Вы создали еще одну похожую методику — омоложения яйцеклеток за счет замены цитоплазмы. Как обстоит дело с ее клиническими испытаниями? 

— Здесь такие же проблемы с регулированием, как и в случае с методикой «ребенок от трех родителей». Ведь это тоже терапия половых клеток. В возрасте после 40 лет природа перестает защищать яйцеклетки женщины от мутаций митохондриальной ДНК. Качество яйцеклеток резко падает. Мы предложили заменить цитоплазму старой яйцеклетки более «молодой». Отработали методику на мышах и обезьянах. Однако проблема в том, что у этих животных мы не наблюдаем явной зависимости качества яйцеклеток от возраста. В Великобритании нам пока не разрешили клинические испытания этой методики — нужно доказать, что с ее помощью мы действительно сможем улучшить качество человеческих яйцеклеток. Но для этого нам необходимо исследовать яйцеклетки женщин в возрасте: тех из них, кто безуспешно прошел два цикла ЭКО. Это проблематично, ведь у таких женщин уже очень мало яйцеклеток. В общем, мы как можем продолжаем продвигать эти методики. Но сейчас мы в научном плане уже ушли вперед.

— Значит, вы закрыли для себя тему митохондриального генома? 
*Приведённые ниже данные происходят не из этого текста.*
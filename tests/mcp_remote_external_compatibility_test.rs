// ABOUTME: Integration test for mcp-remote OAuth 2.0 + MCP protocol with Pierre server
// ABOUTME: Tests programmatic MCP server with OAuth 2.0 discovery for mcp-remote compatibility

#![recursion_limit = "512"]

use anyhow::Result;
use pierre_mcp_server::{
    auth::AuthManager,
    database::generate_encryption_key,
    database_plugins::factory::Database,
    mcp::{multitenant::MultiTenantMcpServer, resources::ServerResources},
};
use rand::Rng;
use serde_json::{json, Value};
use std::{net::TcpListener, sync::Arc, time::Duration};
use tempfile::TempDir;
use tokio::time::sleep;

const TEST_JWT_SECRET: &str = "test_jwt_secret_for_mcp_remote_tests";

/// Check if a port is available
fn is_port_available(port: u16) -> bool {
    TcpListener::bind(format!("127.0.0.1:{port}")).is_ok()
}

/// Find an available port using randomized search like the working test
fn find_available_port() -> u16 {
    let mut rng = rand::thread_rng();
    let mut port = rng.gen_range(20000..30000);

    // Try to find an available port with retry logic
    for _ in 0..20 {
        if is_port_available(port) {
            return port;
        }
        port = rng.gen_range(20000..30000);
    }
    panic!("Could not find an available port in range 20000-30000 after 20 attempts");
}

/// Create test configuration for mcp-remote compatibility
fn create_test_config(
    jwt_secret_path: &std::path::Path,
    encryption_key_path: &std::path::Path,
    port: u16,
) -> Arc<pierre_mcp_server::config::environment::ServerConfig> {
    Arc::new(pierre_mcp_server::config::environment::ServerConfig {
        http_port: port,
        log_level: pierre_mcp_server::config::environment::LogLevel::Info,
        database: pierre_mcp_server::config::environment::DatabaseConfig {
            url: pierre_mcp_server::config::environment::DatabaseUrl::SQLite {
                path: ":memory:".into(),
            },
            encryption_key_path: encryption_key_path.to_path_buf(),
            auto_migrate: true,
            backup: pierre_mcp_server::config::environment::BackupConfig {
                enabled: false,
                interval_seconds: 3600,
                retention_count: 7,
                directory: "./backups".into(),
            },
        },
        auth: pierre_mcp_server::config::environment::AuthConfig {
            jwt_secret_path: jwt_secret_path.to_path_buf(),
            jwt_expiry_hours: 24,
            enable_refresh_tokens: false,
        },
        oauth: pierre_mcp_server::config::environment::OAuthConfig {
            strava: pierre_mcp_server::config::environment::OAuthProviderConfig {
                client_id: Some("test_client_id".into()),
                client_secret: Some("test_client_secret".into()),
                redirect_uri: Some(format!("http://localhost:{port}/oauth/callback/strava")),
                scopes: vec!["read".into(), "activity:read".into()],
                enabled: true,
            },
            fitbit: pierre_mcp_server::config::environment::OAuthProviderConfig {
                client_id: None,
                client_secret: None,
                redirect_uri: None,
                scopes: vec![],
                enabled: false,
            },
        },
        security: pierre_mcp_server::config::environment::SecurityConfig {
            cors_origins: vec!["*".into()],
            rate_limit: pierre_mcp_server::config::environment::RateLimitConfig {
                enabled: true,
                requests_per_window: 1000,
                window_seconds: 60,
            },
            tls: pierre_mcp_server::config::environment::TlsConfig {
                enabled: false,
                cert_path: None,
                key_path: None,
            },
            headers: pierre_mcp_server::config::environment::SecurityHeadersConfig {
                environment: pierre_mcp_server::config::environment::Environment::Testing,
            },
        },
        external_services: pierre_mcp_server::config::environment::ExternalServicesConfig {
            weather: pierre_mcp_server::config::environment::WeatherServiceConfig {
                api_key: Some("test_weather_key".into()),
                base_url: "https://api.openweathermap.org/data/2.5".into(),
                enabled: true,
            },
            geocoding: pierre_mcp_server::config::environment::GeocodingServiceConfig {
                base_url: "https://nominatim.openstreetmap.org".into(),
                enabled: true,
            },
            strava_api: pierre_mcp_server::config::environment::StravaApiConfig {
                base_url: "https://www.strava.com/api/v3".into(),
                auth_url: "https://www.strava.com/oauth/authorize".into(),
                token_url: "https://www.strava.com/oauth/token".into(),
            },
            fitbit_api: pierre_mcp_server::config::environment::FitbitApiConfig {
                base_url: "https://api.fitbit.com".into(),
                auth_url: "https://www.fitbit.com/oauth2/authorize".into(),
                token_url: "https://api.fitbit.com/oauth2/token".into(),
            },
        },
        app_behavior: pierre_mcp_server::config::environment::AppBehaviorConfig {
            max_activities_fetch: 100,
            default_activities_limit: 20,
            ci_mode: true,
            protocol: pierre_mcp_server::config::environment::ProtocolConfig {
                mcp_version: "2024-11-05".to_string(),
                server_name: "pierre-mcp-server-test".to_string(),
                server_version: env!("CARGO_PKG_VERSION").to_string(),
            },
        },
    })
}

/// Test OAuth 2.0 discovery endpoints for mcp-remote compatibility
#[tokio::test]
async fn test_oauth_discovery_endpoints() -> Result<()> {
    let temp_dir = TempDir::new()?;
    let port = find_available_port();

    // Setup test environment
    let encryption_key = generate_encryption_key().to_vec();
    let database = Database::new("sqlite::memory:", encryption_key.clone()).await?;
    let encryption_key_path = temp_dir.path().join("encryption.key");
    std::fs::write(&encryption_key_path, &encryption_key)?;

    let jwt_secret_path = temp_dir.path().join("jwt.secret");
    let stored_jwt_secret = TEST_JWT_SECRET.to_string();
    std::fs::write(&jwt_secret_path, stored_jwt_secret.as_bytes())?;

    let auth_manager = AuthManager::new(stored_jwt_secret.as_bytes().to_vec(), 24);

    // Create server configuration
    let config = create_test_config(&jwt_secret_path, &encryption_key_path, port);

    // Create server resources and start server
    let resources = Arc::new(ServerResources::new(
        database,
        auth_manager,
        &stored_jwt_secret,
        config,
    ));

    let server = MultiTenantMcpServer::new(resources);
    let server_handle = tokio::spawn(async move {
        tokio::select! {
            result = server.run_http_only(port) => {
                if let Err(e) = result {
                    eprintln!("Server failed to start: {e}");
                }
            }
            () = tokio::time::sleep(Duration::from_secs(30)) => {
                eprintln!("Server startup timed out after 30 seconds");
            }
        }
    });

    // Wait for server to be ready
    sleep(Duration::from_secs(2)).await;

    // Test OAuth 2.0 Server Metadata Discovery (RFC 8414)
    let client = reqwest::Client::new();
    let discovery_url = format!("http://localhost:{port}/.well-known/oauth-authorization-server");
    let discovery_response = client.get(&discovery_url).send().await?;

    assert!(
        discovery_response.status().is_success(),
        "Discovery endpoint should work"
    );

    let metadata: Value = discovery_response.json().await?;
    assert!(
        metadata["authorization_endpoint"].is_string(),
        "Should have authorization_endpoint"
    );
    assert!(
        metadata["token_endpoint"].is_string(),
        "Should have token_endpoint"
    );
    assert!(
        metadata["registration_endpoint"].is_string(),
        "Should have registration_endpoint"
    );

    println!("✅ OAuth 2.0 discovery metadata validated for mcp-remote compatibility");

    // Clean up
    server_handle.abort();
    Ok(())
}

/// Test MCP protocol endpoints for mcp-remote compatibility
#[tokio::test]
async fn test_mcp_protocol_endpoints() -> Result<()> {
    let temp_dir = TempDir::new()?;
    let port = find_available_port();

    // Setup test environment
    let encryption_key = generate_encryption_key().to_vec();
    let database = Database::new("sqlite::memory:", encryption_key.clone()).await?;
    let encryption_key_path = temp_dir.path().join("encryption.key");
    std::fs::write(&encryption_key_path, &encryption_key)?;

    let jwt_secret_path = temp_dir.path().join("jwt.secret");
    let stored_jwt_secret = TEST_JWT_SECRET.to_string();
    std::fs::write(&jwt_secret_path, stored_jwt_secret.as_bytes())?;

    let auth_manager = AuthManager::new(stored_jwt_secret.as_bytes().to_vec(), 24);

    // Create server configuration
    let config = create_test_config(&jwt_secret_path, &encryption_key_path, port);

    // Create server resources and start server
    let resources = Arc::new(ServerResources::new(
        database,
        auth_manager,
        &stored_jwt_secret,
        config,
    ));

    let server = MultiTenantMcpServer::new(resources);
    let server_handle = tokio::spawn(async move {
        tokio::select! {
            result = server.run_http_only(port) => {
                if let Err(e) = result {
                    eprintln!("Server failed to start: {e}");
                }
            }
            () = tokio::time::sleep(Duration::from_secs(30)) => {
                eprintln!("Server startup timed out after 30 seconds");
            }
        }
    });

    // Wait for server to be ready
    sleep(Duration::from_secs(2)).await;

    // Test MCP HTTP endpoint availability
    let client = reqwest::Client::new();
    let mcp_url = format!("http://localhost:{port}/mcp");

    // Test with a simple MCP initialize message
    let init_message = json!({
        "jsonrpc": "2.0",
        "id": 1,
        "method": "initialize",
        "params": {
            "protocolVersion": "2024-11-05",
            "capabilities": {
                "tools": {}
            },
            "clientInfo": {
                "name": "mcp-remote-test",
                "version": "1.0.0"
            }
        }
    });

    let response = client
        .post(&mcp_url)
        .header("Content-Type", "application/json")
        .json(&init_message)
        .send()
        .await?;

    assert!(
        response.status().is_success(),
        "MCP endpoint should be available"
    );

    let mcp_response: Value = response.json().await?;
    assert!(
        mcp_response.get("result").is_some(),
        "Initialize should succeed"
    );
    assert!(
        mcp_response["result"]["capabilities"].is_object(),
        "Should return server capabilities"
    );

    println!("✅ MCP HTTP protocol endpoint working for mcp-remote compatibility");

    // Test tools/list endpoint (should work without auth)
    let tools_message = json!({
        "jsonrpc": "2.0",
        "id": 2,
        "method": "tools/list",
        "params": {}
    });

    let tools_response = client
        .post(&mcp_url)
        .header("Content-Type", "application/json")
        .json(&tools_message)
        .send()
        .await?;

    assert!(
        tools_response.status().is_success(),
        "Tools list endpoint should work"
    );

    let tools_result: Value = tools_response.json().await?;
    assert!(
        tools_result.get("result").is_some(),
        "Tools list should succeed"
    );

    println!("✅ MCP tools/list endpoint working for mcp-remote compatibility");

    // Clean up
    server_handle.abort();
    Ok(())
}

/// Test OAuth 2.0 client registration endpoint for mcp-remote compatibility
#[tokio::test]
async fn test_oauth_client_registration() -> Result<()> {
    let temp_dir = TempDir::new()?;
    let port = find_available_port();

    // Setup test environment
    let encryption_key = generate_encryption_key().to_vec();
    let database = Database::new("sqlite::memory:", encryption_key.clone()).await?;
    let encryption_key_path = temp_dir.path().join("encryption.key");
    std::fs::write(&encryption_key_path, &encryption_key)?;

    let jwt_secret_path = temp_dir.path().join("jwt.secret");
    let stored_jwt_secret = TEST_JWT_SECRET.to_string();
    std::fs::write(&jwt_secret_path, stored_jwt_secret.as_bytes())?;

    let auth_manager = AuthManager::new(stored_jwt_secret.as_bytes().to_vec(), 24);

    // Create server configuration
    let config = create_test_config(&jwt_secret_path, &encryption_key_path, port);

    // Create server resources and start server
    let resources = Arc::new(ServerResources::new(
        database,
        auth_manager,
        &stored_jwt_secret,
        config,
    ));

    let server = MultiTenantMcpServer::new(resources);
    let server_handle = tokio::spawn(async move {
        tokio::select! {
            result = server.run_http_only(port) => {
                if let Err(e) = result {
                    eprintln!("Server failed to start: {e}");
                }
            }
            () = tokio::time::sleep(Duration::from_secs(30)) => {
                eprintln!("Server startup timed out after 30 seconds");
            }
        }
    });

    // Wait for server to be ready
    sleep(Duration::from_secs(2)).await;

    // Test OAuth 2.0 Dynamic Client Registration (RFC 7591)
    let client = reqwest::Client::new();
    let registration_url = format!("http://localhost:{port}/oauth2/register");

    let registration_request = json!({
        "client_name": "mcp-remote-test-client",
        "client_uri": "https://github.com/anthropics/mcp-remote",
        "redirect_uris": [
            format!("http://localhost:{}/oauth/callback", port)
        ],
        "grant_types": ["authorization_code"],
        "response_types": ["code"],
        "scope": "read activity:read"
    });

    let registration_response = client
        .post(&registration_url)
        .header("Content-Type", "application/json")
        .json(&registration_request)
        .send()
        .await?;

    if !registration_response.status().is_success() {
        let status = registration_response.status();
        let error_body = registration_response
            .text()
            .await
            .unwrap_or_else(|_| "Could not read response body".to_string());
        panic!("Client registration failed with status {status}: {error_body}");
    }

    let registration_result: Value = registration_response.json().await?;
    assert!(
        registration_result["client_id"].is_string(),
        "Should return client_id"
    );
    assert!(
        registration_result["client_secret"].is_string(),
        "Should return client_secret"
    );

    println!("✅ OAuth 2.0 client registration working for mcp-remote compatibility");

    // Clean up
    server_handle.abort();
    Ok(())
}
— Я бы сказал, мы только открываем эту тему. Теория о том, что митохондриальные мутации — одна из генетических основ старения клетки из-за ее неспособности производить энергию, существовала давно. Но сейчас у нас появились методы, чтобы посмотреть, что на самом деле происходит с генами митохондрий. Чтобы попытаться понять, почему происходит рост мутаций, связанных с определенным возрастом, какие механизмы тут срабатывают или не срабатывают и как можно на них повлиять. Например, мы хотим поближе присмотреться к процессу репликации генов. Конечно, невозможно бороться со старостью — это естественный процесс. Но можно попытаться приостановить наступление болезней старения. Думаю, через год-два у нас появятся новые данные в этой области.